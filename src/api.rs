//! Client abstraction and the fetch-and-decode flow built on it.

use anyhow::{Context, Result, bail};
use async_trait::async_trait;
use log::{debug, error, warn};
use serde::Serialize;
use serde::de::DeserializeOwned;

use crate::http::{RestClient, RestResponse};

#[cfg_attr(test, mockall::automock)]
#[async_trait]
pub trait RestApi: Send + Sync {
    /// True when a base endpoint URL is configured.
    fn has_endpoint(&self) -> bool;
    async fn get(&self, path: &str, extra_query_params: &[String]) -> RestResponse;
    async fn post_json(&self, path: &str, body: &str) -> RestResponse;
    fn has_valid_auth_token(&self) -> bool;
    fn clear_auth_token(&mut self);
}

#[async_trait]
impl RestApi for RestClient {
    fn has_endpoint(&self) -> bool {
        !self.config().endpoint.is_empty()
    }

    async fn get(&self, path: &str, extra_query_params: &[String]) -> RestResponse {
        RestClient::get(self, path, extra_query_params).await
    }

    async fn post_json(&self, path: &str, body: &str) -> RestResponse {
        RestClient::post_json(self, path, body).await
    }

    fn has_valid_auth_token(&self) -> bool {
        RestClient::has_valid_auth_token(self)
    }

    fn clear_auth_token(&mut self) {
        RestClient::clear_auth_token(self)
    }
}

/// GETs `path` and decodes the body as `T`.
///
/// Returns `Ok(None)` when the request failed; details are logged and the
/// stored token is cleared if the server answered 401.
#[tracing::instrument(skip(api))]
pub async fn fetch_json<T, A>(
    api: &mut A,
    path: &str,
    extra_query_params: &[String],
) -> Result<Option<T>>
where
    T: DeserializeOwned,
    A: RestApi + ?Sized,
{
    ensure_ready(api, "fetch_json()")?;
    let response = api.get(path, extra_query_params).await;
    decode(api, "fetch_json()", path, &response)
}

/// POSTs `body` as JSON to `path` and decodes the reply as `T`.
///
/// Failure handling is the same as [`fetch_json`].
#[tracing::instrument(skip(api, body))]
pub async fn submit_json<B, T, A>(api: &mut A, path: &str, body: &B) -> Result<Option<T>>
where
    B: Serialize + ?Sized,
    T: DeserializeOwned,
    A: RestApi + ?Sized,
{
    ensure_ready(api, "submit_json()")?;
    let body = serde_json::to_string(body).context("Failed to serialize request body")?;
    let response = api.post_json(path, &body).await;
    decode(api, "submit_json()", path, &response)
}

fn ensure_ready<A: RestApi + ?Sized>(api: &A, operation: &str) -> Result<()> {
    if !api.has_endpoint() {
        error!("{} - end point URL not specified", operation);
        bail!("End point URL not specified");
    }

    if !api.has_valid_auth_token() {
        bail!("No valid auth token; refusing to send unauthorized request");
    }

    Ok(())
}

fn decode<T, A>(api: &mut A, operation: &str, path: &str, response: &RestResponse) -> Result<Option<T>>
where
    T: DeserializeOwned,
    A: RestApi + ?Sized,
{
    if response.request_failed() {
        if response.request_was_unauthorized() {
            warn!("Request to {} was unauthorized, clearing auth token", path);
            api.clear_auth_token();
        }
        debug!(
            "{} - request to {} failed: {:?}",
            operation, path, response.error_message
        );
        return Ok(None);
    }

    let value = response
        .json::<T>()
        .with_context(|| format!("Failed to decode response from {}", path))?;

    Ok(Some(value))
}
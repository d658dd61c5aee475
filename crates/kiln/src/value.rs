//! Runtime values of embedded code and the namespace a template renders
//! against.

use std::borrow::Cow;
use std::fmt;
use std::sync::Arc;

use futures_util::FutureExt;
use futures_util::future::BoxFuture;
use indexmap::IndexMap;
use serde::ser::{Serialize, SerializeMap, SerializeSeq, Serializer};

use crate::error::RenderError;

pub type Object = IndexMap<Arc<str>, Value>;

/// A value in the template.
///
/// Arrays and objects are shared behind an [`Arc`]. Writing through a
/// binding (`items[0] = 1`, `user.name = 'x'`) copies the container first
/// if anyone else still holds it.
#[derive(Debug, Clone, Default)]
pub enum Value {
    #[default]
    Undefined,
    Null,
    Bool(bool),
    Number(f64),
    String(Arc<str>),
    Array(Arc<Vec<Value>>),
    Object(Arc<Object>),
    Function(Function),
}

impl Value {
    pub fn is_truthy(&self) -> bool {
        match self {
            Self::Undefined | Self::Null => false,
            Self::Bool(bool) => *bool,
            Self::Number(number) => *number != 0. && !number.is_nan(),
            Self::String(text) => !text.is_empty(),
            Self::Array(_) | Self::Object(_) | Self::Function(_) => true,
        }
    }

    pub fn is_nullish(&self) -> bool {
        matches!(self, Self::Undefined | Self::Null)
    }

    /// Result of the `typeof` operator.
    pub fn type_of(&self) -> &'static str {
        match self {
            Self::Undefined => "undefined",
            Self::Bool(_) => "boolean",
            Self::Number(_) => "number",
            Self::String(_) => "string",
            Self::Function(_) => "function",
            Self::Null | Self::Array(_) | Self::Object(_) => "object",
        }
    }

    /// Text form, as written by `<%= %>` and produced by `String(value)`.
    pub fn to_text(&self) -> Cow<'_, str> {
        match self {
            Self::Undefined => "undefined".into(),
            Self::Null => "null".into(),
            Self::Bool(bool) => if *bool { "true" } else { "false" }.into(),
            Self::Number(number) => format_number(*number).into(),
            Self::String(text) => Cow::Borrowed(text.as_ref()),
            Self::Array(items) => items
                .iter()
                .map(|item| match item {
                    Self::Undefined | Self::Null => Cow::Borrowed(""),
                    item => item.to_text(),
                })
                .collect::<Vec<_>>()
                .join(",")
                .into(),
            Self::Object(_) => "[object Object]".into(),
            Self::Function(function) => {
                format!("function {}() {{ [native code] }}", function.name()).into()
            }
        }
    }

    pub fn to_number(&self) -> f64 {
        match self {
            Self::Undefined | Self::Object(_) | Self::Function(_) => f64::NAN,
            Self::Null => 0.,
            Self::Bool(bool) => f64::from(u8::from(*bool)),
            Self::Number(number) => *number,
            Self::String(text) => parse_number(text),
            Self::Array(items) => match items.as_slice() {
                [] => 0.,
                [item] => parse_number(&item.to_text()),
                _ => f64::NAN,
            },
        }
    }

    /// `===`
    pub fn strict_equals(&self, other: &Self) -> bool {
        match (self, other) {
            (Self::Undefined, Self::Undefined) | (Self::Null, Self::Null) => true,
            (Self::Bool(a), Self::Bool(b)) => a == b,
            (Self::Number(a), Self::Number(b)) => a == b,
            (Self::String(a), Self::String(b)) => a == b,
            (Self::Array(a), Self::Array(b)) => Arc::ptr_eq(a, b),
            (Self::Object(a), Self::Object(b)) => Arc::ptr_eq(a, b),
            (Self::Function(a), Self::Function(b)) => a.ptr_eq(b),
            _ => false,
        }
    }

    /// `==`
    pub fn loose_equals(&self, other: &Self) -> bool {
        match (self, other) {
            (a, b) if a.is_nullish() || b.is_nullish() => a.is_nullish() && b.is_nullish(),
            (Self::Number(_), Self::String(_) | Self::Bool(_))
            | (Self::String(_) | Self::Bool(_), Self::Number(_))
            | (Self::Bool(_), Self::String(_))
            | (Self::String(_), Self::Bool(_)) => self.to_number() == other.to_number(),
            (Self::Array(_) | Self::Object(_), Self::String(_) | Self::Number(_) | Self::Bool(_))
            | (Self::String(_) | Self::Number(_) | Self::Bool(_), Self::Array(_) | Self::Object(_)) => {
                Self::from(self.to_text().into_owned())
                    .loose_equals(&Self::from(other.to_text().into_owned()))
            }
            _ => self.strict_equals(other),
        }
    }
}

/// Formats a number the way `String(number)` does.
pub fn format_number(number: f64) -> String {
    if number.is_nan() {
        return "NaN".to_owned();
    }
    if number.is_infinite() {
        return if number > 0. { "Infinity" } else { "-Infinity" }.to_owned();
    }
    if number == 0. {
        return "0".to_owned();
    }
    let magnitude = number.abs();
    if magnitude >= 1e21 || magnitude < 1e-6 {
        // `1e21` becomes `1e+21`
        let text = format!("{number:e}");
        return match text.split_once('e') {
            Some((mantissa, exponent)) if !exponent.starts_with('-') => {
                format!("{mantissa}e+{exponent}")
            }
            _ => text,
        };
    }
    // Shortest round-trip digits, never an exponent
    number.to_string()
}

fn parse_number(text: &str) -> f64 {
    let text = text.trim();
    match text {
        "" => 0.,
        "Infinity" | "+Infinity" => f64::INFINITY,
        "-Infinity" => f64::NEG_INFINITY,
        // Rust also accepts `inf` and `nan`
        text if text
            .chars()
            .any(|character| character.is_ascii_alphabetic() && !matches!(character, 'e' | 'E')) =>
        {
            f64::NAN
        }
        text => text.parse().unwrap_or(f64::NAN),
    }
}

impl fmt::Display for Value {
    fn fmt(&self, f: &mut fmt::Formatter<'_>) -> fmt::Result {
        f.write_str(&self.to_text())
    }
}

● **Work instructions**:
Word for word, repeat the line holding "let text = text.trim();" and all lines after it through the end of the entries above.

● **Expected output**:
    let text = text.trim();
    match text {
        "" => 0.,
        "Infinity" | "+Infinity" => f64::INFINITY,
        "-Infinity" => f64::NEG_INFINITY,
        // Rust also accepts `inf` and `nan`
        text if text
            .chars()
            .any(|character| character.is_ascii_alphabetic() && !matches!(character, 'e' | 'E')) =>
        {
            f64::NAN
        }
        text => text.parse().unwrap_or(f64::NAN),
    }
}

impl fmt::Display for Value {
    fn fmt(&self, f: &mut fmt::Formatter<'_>) -> fmt::Result {
        f.write_str(&self.to_text())
    }
}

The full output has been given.